Being an integrated wireless/wireline carrier, the service provider is using its fiber network investments to serve various wireless and wireline functions within its broader business.
In markets like Boston where it finally committed to building out a new Fios market, the service provider is building out the network itself, leveraging new and existing fiber networks. The Boston network will not only serve Fios, but also future 4G, 5G and enterprise customer needs.
Vestberg said that “when we look at a business case, we look at how we will benefit the 5-6 business units we have.”
Since Verizon is just one of several carriers that have large fiber needs, Barclays said in a research note that Verizon’s actions reflect the challenges and opportunities the service provider industry faces in procuring fiber assets.
“Verizon’s own decision-making process provides one of the best examples of how carriers may evolve their thinking on the build vs. buy vs. lease debate,” Barclays said. “Historically, Verizon was a lead customer (and remains a lead customer) of third-party fiber providers such as Zayo. However, following the acquisition of assets such as XO Communications, the company has evolved its thinking to embrace an owner’s economics mentality in certain geographies.”
Whether a service provider chooses to either buy, lease or build its own fiber, each of these approaches have their pros and cons and reflect individual needs of a market.
Buying fiber outright or building it gives Verizon owner’s economics: The asset is owned by the carrier and enables it to maintain control versus having to depend on a partner’s network.
Over the past year, one in which Verizon still purchased dark fiber assets from providers like Zayo, the carrier has continued to evolve its fiber expansion strategy. Besides signing two deals to build out its own fiber with Corning and Prysmian as key suppliers, the service provider is not shy about taking out its checkbook to buy fiber assets.

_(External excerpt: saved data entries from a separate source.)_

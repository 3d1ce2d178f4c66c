use thiserror::Error;

use crate::config_env::{
    optional_trimmed_env, parse_f32_env, parse_u32_env, parse_u64_env, parse_usize_env,
    require_env,
};

const DEFAULT_COMPLETION_BASE_URL: &str = "https://api.openai.com";
const DEFAULT_COMPLETION_MODEL: &str = "gpt-4o-mini";
const DEFAULT_MAX_TOKENS: u32 = 1024;
const DEFAULT_TEMPERATURE: f32 = 0.7;
const DEFAULT_NON_STREAM_TIMEOUT_MS: u64 = 15_000;

const DEFAULT_MAX_CONTEXT_CHARS: usize = 12_000;
const DEFAULT_FETCH_TIMEOUT_MS: u64 = 8_000;
const DEFAULT_CACHE_TTL_SECONDS: u64 = 1_800;

const DEFAULT_SUGGESTION_TIMEOUT_MS: u64 = 8_000;

#[derive(Debug, Error)]
pub enum ConfigError {
    #[error("missing required env var {0}")]
    MissingVar(String),
    #[error("invalid integer in env var {0}")]
    ParseInt(String),
    #[error("invalid number in env var {0}")]
    ParseFloat(String),
    #[error("invalid configuration: {0}")]
    InvalidConfiguration(String),
}

/// Loads a local `.env` file when one exists. Missing files are fine;
/// malformed files are not.
pub fn load_dotenv() -> Result<(), ConfigError> {
    match dotenvy::dotenv() {
        Ok(_) => Ok(()),
        Err(err) if err.not_found() => Ok(()),
        Err(err) => Err(ConfigError::InvalidConfiguration(format!(
            "failed to load .env: {err}"
        ))),
    }
}

#[derive(Debug, Clone)]
pub struct ApiConfig {
    pub bind_addr: String,
    pub database_url: String,
    pub database_max_connections: u32,
    /// Base URL of this application, used for internal suggestion calls.
    pub app_base_url: String,
    pub suggestion_timeout_ms: u64,
}

impl ApiConfig {
    pub fn from_env() -> Result<Self, ConfigError> {
        Ok(Self {
            bind_addr: std::env::var("API_BIND_ADDR")
                .unwrap_or_else(|_| "127.0.0.1:8080".to_string()),
            database_url: require_env("DATABASE_URL")?,
            database_max_connections: parse_u32_env("DATABASE_MAX_CONNECTIONS", 10)?,
            app_base_url: optional_trimmed_env("APP_BASE_URL")
                .unwrap_or_else(|| "http://127.0.0.1:8080".to_string()),
            suggestion_timeout_ms: parse_u64_env(
                "SUGGESTION_TIMEOUT_MS",
                DEFAULT_SUGGESTION_TIMEOUT_MS,
            )?,
        })
    }
}

/// Completion backend settings. The API key is optional at load time so the
/// rest of the application can boot without it; the orchestrator refuses to
/// build until a key is present.
#[derive(Debug, Clone)]
pub struct CompletionConfig {
    pub base_url: String,
    pub api_key: Option<String>,
    pub model: String,
    pub max_tokens: u32,
    pub temperature: f32,
    pub non_stream_timeout_ms: u64,
}

impl CompletionConfig {
    pub fn from_env() -> Result<Self, ConfigError> {
        let base_url = optional_trimmed_env("COMPLETION_BASE_URL")
            .unwrap_or_else(|| DEFAULT_COMPLETION_BASE_URL.to_string());
        if !base_url.starts_with("http://") && !base_url.starts_with("https://") {
            return Err(ConfigError::InvalidConfiguration(
                "COMPLETION_BASE_URL must start with http:// or https://".to_string(),
            ));
        }

        Ok(Self {
            base_url,
            api_key: optional_trimmed_env("COMPLETION_API_KEY"),
            model: optional_trimmed_env("COMPLETION_MODEL")
                .unwrap_or_else(|| DEFAULT_COMPLETION_MODEL.to_string()),
            max_tokens: parse_u32_env("COMPLETION_MAX_TOKENS", DEFAULT_MAX_TOKENS)?,
            temperature: parse_f32_env("COMPLETION_TEMPERATURE", DEFAULT_TEMPERATURE)?,
            non_stream_timeout_ms: parse_u64_env(
                "COMPLETION_NON_STREAM_TIMEOUT_MS",
                DEFAULT_NON_STREAM_TIMEOUT_MS,
            )?,
        })
    }

    pub fn chat_completions_url(&self) -> String {
        format!(
            "{}/v1/chat/completions",
            self.base_url.trim_end_matches('/')
        )
    }
}

#[derive(Debug, Clone)]
pub struct KnowledgeConfig {
    pub max_context_chars: usize,
    pub fetch_timeout_ms: u64,
    pub cache_ttl_seconds: u64,
}

impl KnowledgeConfig {
    pub fn from_env() -> Result<Self, ConfigError> {
        Ok(Self {
            max_context_chars: parse_usize_env(
                "KNOWLEDGE_MAX_CONTEXT_CHARS",
                DEFAULT_MAX_CONTEXT_CHARS,
            )?,
            fetch_timeout_ms: parse_u64_env("KNOWLEDGE_FETCH_TIMEOUT_MS", DEFAULT_FETCH_TIMEOUT_MS)?,
            cache_ttl_seconds: parse_u64_env("KNOWLEDGE_CACHE_TTL_SECONDS", DEFAULT_CACHE_TTL_SECONDS)?,
        })
    }
}

impl Default for KnowledgeConfig {
    fn default() -> Self {
        Self {
            max_context_chars: DEFAULT_MAX_CONTEXT_CHARS,
            fetch_timeout_ms: DEFAULT_FETCH_TIMEOUT_MS,
            cache_ttl_seconds: DEFAULT_CACHE_TTL_SECONDS,
        }
    }
}
/// Sentinel payload the backend sends when the event stream is complete.
pub(crate) const SSE_DONE: &str = "[DONE]";

/// Reassembles `data:` payloads from a server-sent-events body that arrives
/// in arbitrary chunk slices. Buffering happens at the byte level so a chunk
/// boundary inside a multi-byte character cannot corrupt the line.
#[derive(Debug, Default)]
pub(crate) struct SseBuffer {
    pending: Vec<u8>,
}

impl SseBuffer {
    /// Feeds one body chunk and returns every complete `data:` payload it
    /// finished. Comment lines and other fields are ignored.
    pub(crate) fn push(&mut self, chunk: &[u8]) -> Vec<String> {
        self.pending.extend_from_slice(chunk);

        let mut payloads = Vec::new();
        while let Some(newline) = self.pending.iter().position(|byte| *byte == b'\n') {
            let line: Vec<u8> = self.pending.drain(..=newline).collect();
            let line = String::from_utf8_lossy(&line);
            let line = line.trim();
            if let Some(data) = line.strip_prefix("data:") {
                let data = data.trim();
                if !data.is_empty() {
                    payloads.push(data.to_string());
                }
            }
        }

        payloads
    }

    /// Drains whatever is left once the body stream ends. Some backends
    /// close the connection without a trailing newline after the last
    /// frame; that final line still counts.
    pub(crate) fn finish(self) -> Option<String> {
        if self.pending.is_empty() {
            return None;
        }
        let line = String::from_utf8_lossy(&self.pending);
        let data = line.trim().strip_prefix("data:")?.trim();
        if data.is_empty() {
            return None;
        }
        Some(data.to_string())
    }
}

#[cfg(test)]
mod tests {
    use super::*;

    #[test]
    fn extracts_data_payloads() {
        let mut buffer = SseBuffer::default();
        let payloads = buffer.push(b"data: {\"a\":1}\n\ndata: {\"b\":2}\n");
        assert_eq!(payloads, vec!["{\"a\":1}".to_string(), "{\"b\":2}".to_string()]);
    }

    #[test]
    fn reassembles_lines_across_chunk_boundaries() {
        let mut buffer = SseBuffer::default();
        assert!(buffer.push(b"data: {\"content\":\"\xd8\xb3").is_empty());
        let payloads = buffer.push(b"\xd9\x84\xd8\xa7\xd9\x85\"}\n");
        assert_eq!(payloads, vec!["{\"content\":\"سلام\"}".to_string()]);
    }

    #[test]
    fn ignores_non_data_lines() {
        let mut buffer = SseBuffer::default();
        let payloads = buffer.push(b": keep-alive\nevent: message\ndata: x\n");
        assert_eq!(payloads, vec!["x".to_string()]);
    }

    #[test]
    fn passes_done_sentinel_through() {
        let mut buffer = SseBuffer::default();
        let payloads = buffer.push(b"data: [DONE]\n");
        assert_eq!(payloads, vec![SSE_DONE.to_string()]);
    }

    #[test]
    fn flushes_an_unterminated_final_line() {
        let mut buffer = SseBuffer::default();
        let payloads = buffer.push(b"data: {\"a\":1}\ndata: {\"b\":2}");
        assert_eq!(payloads, vec!["{\"a\":1}".to_string()]);
        assert_eq!(buffer.finish(), Some("{\"b\":2}".to_string()));
    }

    #[test]
    fn finish_is_empty_after_terminated_input() {
        let mut buffer = SseBuffer::default();
        buffer.push(b"data: x\n");
        assert_eq!(buffer.finish(), None);
    }
}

The service provider’s acquisitions of some of WOW’s Chicago fiber assets and XO Communications immediately deepened its network reach for wireless and enterprise services.
Barclays said that the advantage of purchasing or owning fiber assets is that a service provider can more effectively respond to customer needs across varying business lines.
“While the third-party shared infrastructure model can materially reduce costs through shared economics, it also doesn’t allow for the strategic differentiation that ownership may ultimately provide,” Barclays said. “Moreover, as carriers look to utilize fiber for multiple options—for example Verizon’s One Fiber strategy in Boston—it may make sense to own the assets themselves.”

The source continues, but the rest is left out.